Unbalanced line-to-line loads on 3-ph transformer

[ben5243]

I have a 54kVA 3-ph transformer wired for 240V in a Y-config. No neutral wire to loads because all loads are 3-ph or single phase line-to-line.

Loads:
1x 240VAC 3ph with full load 19A (industrial chiller)
1x 240VAC 3ph 15A max input (5000W power supply with 0.95 power factor)
4x 240VAC 1ph 2000W power supplies (0.94 power factor)
4x 240VAC 1ph 650W power supplies (no power factor given - assumed 0.8)


For the 3 phase loads my kVA is:
240*19*1.73 = 7.898 kVA
and
240*15*1.73 = 6.325 kVA

Then I divide the 3 phase loads

For the single phase loads, I use the wattage and power factor to get kVA
2000/0.94 = 2.128 kVA
and
650/0.8 = 0.813 kVA

Because the single phase loads are line-to-line, do I then need to factor in 1.73? I'm pretty sure no, but I wanted to ask here.
From my understanding, I divide the kVA in half between the two phases they are connected to, so here is my load table:

		Voltage	Rated Amps	kVA		U	V	W
Chiller	3Φ	240VAC	19A	7.9		2.6	2.6	2.6
Power Supply	3Φ	240VAC	15A	6.2		2.1	2.1	2.1
Server Power Supply	1Φ	240VAC		2.1		1.1	1.1
Server Power Supply	1Φ	240VAC		2.1			1.1	1.1
Server Power Supply	1Φ	240VAC		2.1		1.1		1.1
Server Power Supply	1Φ	240VAC		2.1		1.1	1.1
Device Power Supply	1Φ	240VAC		0.8			0.4	0.4
Device Power Supply	1Φ	240VAC		0.8		0.4		0.4
Device Power Supply	1Φ	240VAC		0.8		0.4	0.4
Device Power Supply	1Φ	240VAC		0.8			0.4	0.4
					Total kVA:	8.7	9.1	8.0	25.7

Does this appear to be the correct method?
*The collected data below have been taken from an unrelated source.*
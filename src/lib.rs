//! # Dupi - interface-driven mock API server
//!
//! Dupi turns a textual interface definition into a live HTTP endpoint that returns
//! synthetic data shaped like that interface.
//!
//! ## Features
//!
//! - **Lenient parser**: `interface Name { field?: Type; ... }` with nested object
//!   literals, arrays and optional fields; odd lines are skipped, never rejected
//! - **Realistic values**: emails, URLs, phone numbers, names, addresses, companies
//!   and UUIDs inferred from field names and types
//! - **Injectable randomness**: every generator call takes a `rand::Rng`
//! - **Expiring projects**: an in-memory registry of mock endpoints with periodic cleanup
//!
//! ## Quick Start
//!
//! ```rust
//! use dupi::{generate_mock_data, parse_interface};
//!
//! let parsed = parse_interface("interface User {\n  id: number;\n  email: string;\n}");
//! assert_eq!(parsed.name, "User");
//!
//! let many = generate_mock_data(&parsed, Some(5));
//! assert_eq!(many.as_array().map(Vec::len), Some(5));
//! ```
//!
//! ## Architecture
//!
//! - **Domain**: the structural model, project records and error types
//! - **Adapters**: parser, generator, project registry and HTTP handlers
//! - **Config**: configuration loading and validation

pub mod adapters;
pub mod cli;
pub mod config;
pub mod domain;

pub use adapters::interface_parser::parse_interface;
pub use adapters::mock_generator::{generate_mock_data, MockGenerator};
pub use domain::{ParsedInterface, StringFormat, TypeInfo, TypeKind};

use crate::adapters::api_handler::{self, ApiState};
use crate::adapters::health_handler::HealthHandler;
use crate::adapters::project_manager::ProjectManager;
use axum::{
    routing::{get, post},
    Router,
};
use std::sync::Arc;

/// Creates the Axum application router with all endpoints configured.
///
/// # Arguments
///
/// * `projects` - Shared project registry
/// * `health_handler` - Health check handler
///
/// # Returns
///
/// Configured Axum Router
pub fn create_app(projects: Arc<ProjectManager>, health_handler: Arc<HealthHandler>) -> Router {
    let health_router = Router::new()
        .route("/health", get({
            let handler = health_handler.clone();
            move || {
                let h = handler.clone();
                async move { h.health().await }
            }
        }))
        .route("/health/live", get({
            let handler = health_handler.clone();
            move || {
                let h = handler.clone();
                async move { h.live().await }
            }
        }));

    let api_state = ApiState { projects };

    let api_router = Router::new()
        // Projects CRUD
        .route("/projects", get(api_handler::list_projects).post(api_handler::create_project))
        .route(
            "/projects/:id",
            get(api_handler::get_project)
                .patch(api_handler::update_project)
                .delete(api_handler::delete_project),
        )
        .route("/projects/:id/interface", get(api_handler::get_project_interface))
        .route("/stats", get(api_handler::get_stats))
        .route("/interfaces/parse", post(api_handler::parse_interface))
        // Generated data
        .route("/mock/:id", get(api_handler::get_mock_data).post(api_handler::post_mock_data))
        .with_state(api_state);

    health_router.nest("/api", api_router).layer(
        tower_http::cors::CorsLayer::new()
            .allow_origin(tower_http::cors::Any)
            .allow_methods(tower_http::cors::Any)
            .allow_headers(tower_http::cors::Any),
    )
}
Total load is 27.3 kVA?

Thanks

 

[synchro]

Because the single phase loads are line-to-line, do I then need to factor in 1.73? I'm pretty sure no, but I wanted to ask here.

Not if you're keeping your calculations in kVA on both the L-L and L-N sides.
When you add two L-L currents from different phases to get a L-N current you use a factor of 1.73, but the L-N voltage is a factor of 1/1.73 relative to the L-L voltage. Therefore the √3 ≈ 1.73 divides out when multiplying voltage times the current for kVA, and so effectively kVA is conserved when going between the L-L and L-N sides (as you'd expect from a physics point of view).

 

[ben5243]

Thank you, that confirms what I read but I wasn't able to find an explanation of why. Makes perfect sense now!
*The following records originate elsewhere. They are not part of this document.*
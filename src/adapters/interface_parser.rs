//! Parser for the restricted interface-definition grammar.
//!
//! Input is a single `interface Name { field: Type; ... }` block. Parsing is lenient
//! throughout: entries that do not look like `name?: Type` are skipped, a missing
//! header yields [`UNKNOWN_INTERFACE`], and type tokens that are not recognized are
//! treated as strings. Nothing here returns an error for odd text.

use regex::Regex;
use std::sync::LazyLock;
use tracing::debug;

use crate::domain::interface::UNKNOWN_INTERFACE;
use crate::domain::{ParsedInterface, Properties, StringFormat, TypeInfo, TypeKind};

static BLOCK_COMMENT: LazyLock<Regex> = LazyLock::new(|| Regex::new(r"(?s)/\*.*?\*/").unwrap());
static LINE_COMMENT: LazyLock<Regex> = LazyLock::new(|| Regex::new(r"(?m)//.*$").unwrap());
static INTERFACE_NAME: LazyLock<Regex> =
    LazyLock::new(|| Regex::new(r"interface\s+(\w+)").unwrap());
static FIELD: LazyLock<Regex> =
    LazyLock::new(|| Regex::new(r"(?s)(\w+)(\?)?\s*:\s*(.+?);?$").unwrap());
static FIELD_START: LazyLock<Regex> = LazyLock::new(|| Regex::new(r"^\s*\w+\??\s*:").unwrap());

/// Keyword rules for string format inference. Order is significant: the first
/// category with a matching keyword wins, so `companyId` is a company and not a uuid.
const FORMAT_RULES: &[(StringFormat, &[&str])] = &[
    (StringFormat::Email, &["email"]),
    (StringFormat::Url, &["url", "uri"]),
    (StringFormat::Phone, &["phone"]),
    (StringFormat::Name, &["name"]),
    (StringFormat::Address, &["address"]),
    (StringFormat::Company, &["company"]),
    (StringFormat::Uuid, &["uuid", "id"]),
];

/// Parse one interface block into its structural model.
pub fn parse_interface(source: &str) -> ParsedInterface {
    let cleaned = strip_comments(source);
    let cleaned = cleaned.trim_start();
    let (header, rest) = match cleaned.split_once('\n') {
        Some((header, rest)) => (header.trim(), rest),
        None => (cleaned.trim(), ""),
    };

    let name = INTERFACE_NAME
        .captures(header)
        .and_then(|caps| caps.get(1))
        .map(|m| m.as_str().to_string())
        .unwrap_or_else(|| UNKNOWN_INTERFACE.to_string());

    let body = interface_body(header, rest);
    let mut properties = Properties::new();

    for entry in body_entries(&body) {
        let entry = entry.trim();
        if entry.is_empty() || entry == "{" || entry == "}" {
            continue;
        }
        match parse_field(entry) {
            Some((field, info)) => {
                properties.insert(field, info);
            }
            None => debug!(interface = %name, entry, "Skipping unrecognized interface entry"),
        }
    }

    debug!(interface = %name, fields = properties.len(), "Parsed interface");
    ParsedInterface { name, properties }
}

/// Classify a field's type expression.
///
/// `field_name` only feeds string format inference; the kind comes from the
/// expression alone.
pub fn parse_type_info(type_expr: &str, is_optional: bool, field_name: &str) -> TypeInfo {
    let clean = type_expr.trim();
    let clean = clean.strip_suffix(';').unwrap_or(clean).trim_end();
    let (base, is_array) = match clean.strip_suffix("[]") {
        Some(element) => (element.trim_end(), true),
        None => (clean, false),
    };

    let mut info = match classify(base) {
        TypeKind::Object => TypeInfo::object(parse_object_literal(base)),
        TypeKind::String => TypeInfo::string(infer_string_format(field_name, clean)),
        kind => TypeInfo::new(kind),
    };
    info.is_array = is_array;
    info.is_optional = is_optional;
    info
}

/// Case-insensitive keyword search over the field name and its type expression.
///
/// The `id` keyword is broad on purpose and also matches names such as `video`
/// or `guide`.
pub fn infer_string_format(field_name: &str, type_expr: &str) -> Option<StringFormat> {
    let haystack = format!("{field_name} {type_expr}").to_lowercase();
    FORMAT_RULES
        .iter()
        .find(|(_, keywords)| keywords.iter().any(|k| haystack.contains(k)))
        .map(|(format, _)| *format)
}

/// Substring rules in order, except that an expression opening with `{` is always
/// an object literal. Checking `string` first would turn `{ street: string }` into a
/// plain string and lose the nested fields.
fn classify(base: &str) -> TypeKind {
    if base.starts_with('{') {
        TypeKind::Object
    } else if base.contains("string") {
        TypeKind::String
    } else if base.contains("number") {
        TypeKind::Number
    } else if base.contains("boolean") {
        TypeKind::Boolean
    } else if base.contains("Date") {
        TypeKind::Date
    } else if base.contains('{') {
        TypeKind::Object
    } else {
        TypeKind::String
    }
}

fn parse_field(entry: &str) -> Option<(String, TypeInfo)> {
    let caps = FIELD.captures(entry)?;
    let name = caps.get(1)?.as_str();
    let type_expr = caps.get(3)?.as_str();
    let info = parse_type_info(type_expr, caps.get(2).is_some(), name);
    Some((name.to_string(), info))
}

/// Members of an inline `{ ... }` literal, between the first `{` and its match.
fn parse_object_literal(expr: &str) -> Properties {
    let mut properties = Properties::new();
    let Some(open) = expr.find('{') else {
        return properties;
    };
    let inner = &expr[open + 1..];
    let content = match closing_brace(inner) {
        Some(end) => &inner[..end],
        None => inner,
    };

    for entry in split_top_level(content, &[',', ';', '\n']) {
        let entry = entry.trim();
        if entry.is_empty() {
            continue;
        }
        match parse_field(entry) {
            Some((field, info)) => {
                properties.insert(field, info);
            }
            None => debug!(entry, "Skipping unrecognized object member"),
        }
    }
    properties
}

fn strip_comments(source: &str) -> String {
    let without_blocks = BLOCK_COMMENT.replace_all(source, "");
    LINE_COMMENT.replace_all(&without_blocks, "").into_owned()
}

/// Text between the interface's opening brace and its matching close.
///
/// The header line may carry the opening brace, or it may sit alone on the next
/// line. Without any brace the remaining text is used as is.
fn interface_body(header: &str, rest: &str) -> String {
    let opened = match header.find('{') {
        Some(idx) => format!("{}\n{}", &header[idx + 1..], rest),
        None => {
            let rest = rest.trim_start();
            rest.strip_prefix('{').unwrap_or(rest).to_string()
        }
    };
    match closing_brace(&opened) {
        Some(end) => opened[..end].to_string(),
        None => opened,
    }
}

/// Byte offset of the first `}` that closes an already-open brace.
fn closing_brace(text: &str) -> Option<usize> {
    let mut depth = 0usize;
    for (idx, ch) in text.char_indices() {
        match ch {
            '{' => depth += 1,
            '}' if depth == 0 => return Some(idx),
            '}' => depth -= 1,
            _ => {}
        }
    }
    None
}

/// Group body lines into field entries.
///
/// Only a line that starts like a field (`name?:`) may carry an open bracket onto the
/// following lines, so a stray `foo(` or `@Decorator({` stays on its own line. A
/// literal still open at the end of the body is read back line by line.
fn body_entries(body: &str) -> Vec<&str> {
    let mut entries = Vec::new();
    let mut start: Option<usize> = None;
    let mut depth = 0usize;
    let mut offset = 0;

    for line in body.split_inclusive('\n') {
        let line_start = offset;
        offset += line.len();
        let first = *start.get_or_insert(line_start);
        depth = bracket_depth(line, depth);

        if depth > 0 && FIELD_START.is_match(&body[first..]) {
            continue;
        }
        entries.extend(split_top_level(&body[first..offset], &[';']));
        start = None;
        depth = 0;
    }

    if let Some(first) = start {
        for line in body[first..].lines() {
            entries.extend(split_top_level(line, &[';']));
        }
    }
    entries
}

fn bracket_depth(text: &str, depth: usize) -> usize {
    text.chars().fold(depth, |depth, ch| match ch {
        '{' | '(' | '[' => depth + 1,
        '}' | ')' | ']' => depth.saturating_sub(1),
        _ => depth,
    })
}

/// Split on any of `separators` that appear outside brackets.
fn split_top_level<'a>(text: &'a str, separators: &[char]) -> Vec<&'a str> {
    let mut entries = Vec::new();
    let mut depth = 0usize;
    let mut start = 0;

    for (idx, ch) in text.char_indices() {
        match ch {
            '{' | '(' | '[' => depth += 1,
            '}' | ')' | ']' => depth = depth.saturating_sub(1),
            c if depth == 0 && separators.contains(&c) => {
                entries.push(&text[start..idx]);
                start = idx + c.len_utf8();
            }
            _ => {}
        }
    }
    entries.push(&text[start..]);
    entries
}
So for my load table, is it correct practice to divide the 3 phase loads by 3 for each phase, and divide the single phase loads in half for each phase they connect to?

 

[synchro]

So for my load table, is it correct practice to divide the 3 phase loads by 3 for each phase ...?

Yes.

... is it correct practice to ...divide the single phase loads in half for each phase they connect to?

Yes, and it will be sufficiently accurate as long as the L-L loads are reasonably well balanced between phases so that the resulting line currents are in-phase with the corresponding L-N voltage of the wye. Your loads above are sufficiently well balanced.

In the extreme case of unbalance when there's only a single L-L load, the resulting L-N current will be at 30° from the L-N voltage and not in-phase like it will be with balanced L-L loads. That's because the reactive component of this L-L current relative to the L-N voltage is not offset by that from an adjacent L-L load current at a 60 degree relative angle. Therefore with a single L-L load the L-N current will equal the full L-L current instead of being scaled by 1.73/2. And so instead of allocating 1/2 of the L-L load's kVAR to each phase you'd need to allocate 1/2 x 2/1.73 = 0.577 times the L-L kVar to be accurate, but that's not much off from the normally used 1/2 factor even under this extreme case.